Vuln Cost - Security Scanner for VS Code

• Homepage
• Github repository
• Issues

Vulnerability scanning in VS Code

Find security vulnerabilities in open source packages while you code in JavaScript, TypeScript and HTML. Receive feedback in-line with your code, such as how many vulnerabilities a package contains that you are importing. And most important, suggesting a fix if known vulnerabilities are found. If you like the extension, we’d love it if you could rate it.

🔒 Your code and manifest files never leave your machine. Snyk only needs the dependency name and version to test against our constantly updated vulnerability database.

Detect vulnerabilities in third-party open source packages automatically while you code.

• Find security vulnerabilities in the npm packages you import: see the number of known vulnerabilities in your imported npm packages as soon as you require them!

• See your project vulnerabilities inline, as you code: see feedback directly in your editor.

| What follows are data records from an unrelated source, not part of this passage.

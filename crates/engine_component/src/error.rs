//! ECS error taxonomy.
//!
//! Hot-path lookups (`get`, `has_component`) never produce these; they return
//! `Option`/`bool`. Structural failures on mutating calls and registry
//! conflicts are reported through [`EcsError`].

use crate::component::ComponentTypeId;
use crate::entity::Entity;

/// A System's `process` call failed or panicked.
///
/// Isolated to that System for the current tick: the scheduler logs it and
/// moves on to the remaining Systems.
#[derive(Debug, Clone, PartialEq, Eq, thiserror::Error)]
#[error("system '{system}' failed: {message}")]
pub struct SystemProcessError {
    /// Name of the failing System.
    pub system: String,
    /// Rendered error or panic payload.
    pub message: String,
}

/// Errors reported by the ECS core.
#[derive(Debug, Clone, PartialEq, Eq, thiserror::Error)]
pub enum EcsError {
    /// The entity is unknown or has been freed (generation mismatch).
    #[error("invalid entity {0}")]
    InvalidEntity(Entity),

    /// The entity already carries a component of this type.
    #[error("entity {entity} already has component '{component}'")]
    DuplicateComponent {
        /// Target entity.
        entity: Entity,
        /// Component type name.
        component: &'static str,
    },

    /// The entity does not carry a component of this type.
    #[error("entity {entity} has no component '{component}'")]
    MissingComponent {
        /// Target entity.
        entity: Entity,
        /// Component type name (or hex id when the type is unregistered).
        component: String,
    },

    /// A component type was registered twice with conflicting metadata.
    #[error("component '{name}' ({type_id}) is already registered with different metadata")]
    DuplicateRegistration {
        /// The conflicting type id.
        type_id: ComponentTypeId,
        /// Name of the new registration.
        name: &'static str,
    },

    /// A type-erased operation referenced a type absent from the registry.
    #[error("component type {0} is not registered")]
    UnregisteredComponent(ComponentTypeId),

    /// Storage for a type id holds a different Rust type than requested.
    #[error("component type {type_id} is not stored as '{requested}'")]
    ComponentTypeMismatch {
        /// The type id looked up.
        type_id: ComponentTypeId,
        /// Name of the requested Rust type.
        requested: &'static str,
    },

    /// A System touched a component type outside its declared descriptors.
    #[error("system '{system}' did not declare {mode} access to '{component}'")]
    UndeclaredAccess {
        /// Name of the offending System.
        system: String,
        /// Component type name.
        component: &'static str,
        /// Requested access, rendered (`read` / `write`).
        mode: &'static str,
    },

    /// Encoding a component through its registry hook failed.
    #[error("failed to serialise component '{component}': {message}")]
    Serialize {
        /// Component type name.
        component: &'static str,
        /// Encoder message.
        message: String,
    },

    /// Decoding a component through its registry hook failed.
    #[error("failed to deserialise component '{component}': {message}")]
    Deserialize {
        /// Component type name.
        component: &'static str,
        /// Decoder message.
        message: String,
    },

    /// See [`SystemProcessError`].
    #[error(transparent)]
    SystemProcess(#[from] SystemProcessError),
}
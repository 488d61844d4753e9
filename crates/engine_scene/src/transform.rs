//! 3D transform component.
//!
//! [`TransformComponent`] places an entity in world space. Physics writes it,
//! while bounds, audio and render proxy collection read it.

use engine_component::Component;
use glam::{Mat4, Quat, Vec3};
use serde::{Deserialize, Serialize};

/// Position, rotation and per-axis scale in world space.
#[derive(Debug, Clone, Copy, Serialize, Deserialize, PartialEq)]
pub struct TransformComponent {
    /// World-space position.
    pub position: Vec3,
    /// Rotation as a unit quaternion.
    pub rotation: Quat,
    /// Per-axis scale.
    pub scale: Vec3,
}

impl TransformComponent {
    /// The identity transform: origin, no rotation, unit scale.
    pub const IDENTITY: Self = Self {
        position: Vec3::ZERO,
        rotation: Quat::IDENTITY,
        scale: Vec3::ONE,
    };

    /// A transform at `position` with default rotation and scale.
    #[must_use]
    pub fn from_position(position: Vec3) -> Self {
        Self {
            position,
            ..Self::IDENTITY
        }
    }

    /// The model matrix of this transform.
    #[must_use]
    pub fn to_matrix(&self) -> Mat4 {
        Mat4::from_scale_rotation_translation(self.scale, self.rotation, self.position)
    }

    /// Map a point from local into world space.
    #[must_use]
    pub fn transform_point(&self, point: Vec3) -> Vec3 {
        self.position + self.rotation * (self.scale * point)
    }

    /// Translate by `offset`.
    #[must_use]
    pub fn translated(mut self, offset: Vec3) -> Self {
        self.position += offset;
        self
    }

    /// Apply `rotation` after the current rotation.
    #[must_use]
    pub fn rotated(mut self, rotation: Quat) -> Self {
        self.rotation = (rotation * self.rotation).normalize();
        self
    }

    /// Multiply the scale uniformly by `factor`.
    #[must_use]
    pub fn scaled(mut self, factor: f32) -> Self {
        self.scale *= factor;
        self
    }
}

impl Default for TransformComponent {
    fn default() -> Self {
        Self::IDENTITY
    }
}

impl Component for TransformComponent {
    fn type_name() -> &'static str {
        "TransformComponent"
    }
}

Vuln Cost displays the number of vulnerabilities your packages add to your project.

• Find security vulnerabilities in your JavaScript packages from well-known CDNs: Vuln Cost scans any HTML files in your projects and displays vulnerability information about the JavaScript packages you download from your favorite CDN.

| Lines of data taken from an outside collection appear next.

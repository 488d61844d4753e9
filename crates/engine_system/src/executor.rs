//! Runs one tick worth of `System::process` calls.
//!
//! A failing System (an `Err` return or a panic) is logged, recorded in the
//! [`TickReport`] and skipped for the rest of the tick; every other System
//! still runs.

use std::panic::{AssertUnwindSafe, catch_unwind};

use engine_component::SystemProcessError;
use tracing::{debug, error};

use crate::commands::{CommandReport, CommandSender};
use crate::context::SystemContext;
use crate::scheduler::Schedule;
use crate::storage::ComponentStorage;
use crate::system::{SystemSlot, SystemState};

/// Summary of one `EntityManager::update` call.
#[derive(Debug, Clone, Default)]
pub struct TickReport {
    /// Tick counter after the update.
    pub tick_id: u64,
    /// Systems whose `process` ran (successfully or not).
    pub executed: usize,
    /// Systems that failed this tick.
    pub failures: Vec<SystemProcessError>,
    /// Outcome of draining the command queue at the start of the tick.
    pub commands: CommandReport,
}

impl TickReport {
    /// Returns `true` if every System succeeded.
    #[must_use]
    pub fn is_clean(&self) -> bool {
        self.failures.is_empty()
    }
}

/// Shared inputs for every System in one tick.
pub(crate) struct TickInputs<'a> {
    pub(crate) storage: &'a ComponentStorage,
    pub(crate) commands: &'a CommandSender,
    pub(crate) tick_id: u64,
    pub(crate) delta: f32,
}

fn panic_message(payload: &(dyn std::any::Any + Send)) -> String {
    if let Some(message) = payload.downcast_ref::<&str>() {
        format!("panicked: {message}")
    } else if let Some(message) = payload.downcast_ref::<String>() {
        format!("panicked: {message}")
    } else {
        "panicked".to_string()
    }
}

/// Run one System with failure isolation.
fn run_one(slot: &mut SystemSlot, inputs: &TickInputs<'_>) -> Result<(), SystemProcessError> {
    let ctx = SystemContext::new(
        &slot.name,
        &slot.descriptors,
        inputs.storage,
        inputs.commands,
        inputs.tick_id,
    );
    let system = &mut slot.system;
    let outcome = catch_unwind(AssertUnwindSafe(|| system.process(&ctx, inputs.delta)));
    slot.state = SystemState::Active;

    let message = match outcome {
        Ok(Ok(())) => return Ok(()),
        Ok(Err(e)) => format!("{e:#}"),
        Err(payload) => panic_message(&*payload),
    };
    let failure = SystemProcessError {
        system: slot.name.clone(),
        message,
    };
    error!(
        system = %failure.system,
        tick_id = inputs.tick_id,
        error = %failure.message,
        "system process failed"
    );
    Err(failure)
}

/// Run every System on the calling thread in `schedule.order`.
pub(crate) fn run_sequential(
    slots: &mut [SystemSlot],
    schedule: &Schedule,
    inputs: &TickInputs<'_>,
) -> Vec<SystemProcessError> {
    let mut failures = Vec::new();
    for &idx in &schedule.order {
        if let Err(failure) = run_one(&mut slots[idx], inputs) {
            failures.push(failure);
        }
    }
    failures
}

/// Run `schedule.stages` one after another, spreading each stage over up to
/// `max_workers` scoped threads.
pub(crate) fn run_parallel(
    slots: &mut [SystemSlot],
    schedule: &Schedule,
    inputs: &TickInputs<'_>,
    max_workers: usize,
) -> Vec<SystemProcessError> {
    let mut failures = Vec::new();
    let workers = max_workers.max(1);

    for (stage_idx, stage) in schedule.stages.iter().enumerate() {
        let mut members: Vec<&mut SystemSlot> = slots
            .iter_mut()
            .enumerate()
            .filter(|(i, _)| stage.system_indices.binary_search(i).is_ok())
            .map(|(_, slot)| slot)
            .collect();

        debug!(
            tick_id = inputs.tick_id,
            stage = stage_idx,
            systems = members.len(),
            "executing stage"
        );

        if members.len() <= 1 || workers == 1 {
            for slot in members {
                if let Err(failure) = run_one(slot, inputs) {
                    failures.push(failure);
                }
            }
            continue;
        }

        let mut batches: Vec<Vec<&mut SystemSlot>> = (0..workers.min(members.len()))
            .map(|_| Vec::new())
            .collect();
        let batch_count = batches.len();
        for (i, slot) in members.drain(..).enumerate() {
            batches[i % batch_count].push(slot);
        }

        std::thread::scope(|scope| {
            let handles: Vec<_> = batches
                .into_iter()
                .map(|batch| {
                    scope.spawn(move || {
                        batch
                            .into_iter()
                            .filter_map(|slot| run_one(slot, inputs).err())
                            .collect::<Vec<_>>()
                    })
                })
                .collect();
            for handle in handles {
                failures.extend(handle.join().unwrap_or_default());
            }
        });
    }
    failures
}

• See in-depth information about your vulnerabilities: access relevant resources that will give you deeper information about the vulnerabilities that directly affect your project.

Vuln Cost in JavaScript files:

Vuln Cost in HTML files:

CDN support

Vuln Cost scans HTML files and displays vulnerability information about the JavaScript packages you download from multiple CDN providers.

Currently supported CDN's

• unpkg.com
• ajax.googleapis.com
• cdn.jsdelivr.net
• cdnjs.cloudflare.com
• code.jquery.com
• maxcdn.bootstrapcdn.com
• yastatic.net
• ajax.aspnetcdn.com